The stately Loire river...most people, when they think it, will visualise the châteaux at Chinon and Saumur, Blois, Angers, Amboise, Nantes and Orléans, those grand stone fairytales rising from the gentle banks. But then, last month, I found myself in the Auvergne region south of the Massif Central, and was amazed to discover that the Haute Loire was on the doorstep. I had no idea the river rose so far south. So, in the grand tradition of exploration, we set off to find the source.
Autumn colours were beginning to take a grip on the hillsides south of Le Puy-en-Vélay. It was cold and a bit grey, but the road wound through some pretty countryside. We hardly passed another vehicle as we headed for Mont Gerbier de Jonc in the southern Cevennes hills within the department of the Ardèche. The temperature dropped fast as we climbed.

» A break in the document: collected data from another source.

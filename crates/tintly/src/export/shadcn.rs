//! `components.json` generator for the shadcn/ui CLI.

use serde_json::json;

use crate::tokens::Theme;

/// Renders the shadcn/ui project manifest.
///
/// The manifest only points the shadcn/ui CLI at the Tailwind config and
/// global stylesheet; it carries no per-theme data.
pub fn components_manifest(_theme: &Theme) -> String {
    let manifest = json!({
        "style": "default",
        "rsc": false,
        "tsx": true,
        "tailwind": {
            "config": "./tailwind.config.js",
            "css": "./src/app/globals.css",
            "baseColor": "slate",
            "cssVariables": true,
            "prefix": "",
        },
        "aliases": {
            "components": "@/components",
            "utils": "@/lib/utils",
        },
    });
    format!("{:#}", manifest)
}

There came a point when the road was a white-out in freezing fog, and we wondered whether this was such a good idea after all. Then we emerged, and followed a logging truck for a while along otherwise lonely roads. The sign for Gerbier de Jonc was barely visible, but a café provided a parking place, and the promise of hot chocolate. To the side, steps were cut in the slope:
Leading to this snowy vantage point...
And the first glimpse of the conical summit from which the springs emerge to start a mighty river:
As I say, a very long way from the Loire that we think we know, seen below at the Château de Chenonceau. And a tough landscape in winter. But the French are like that: tough underneath, where it counts.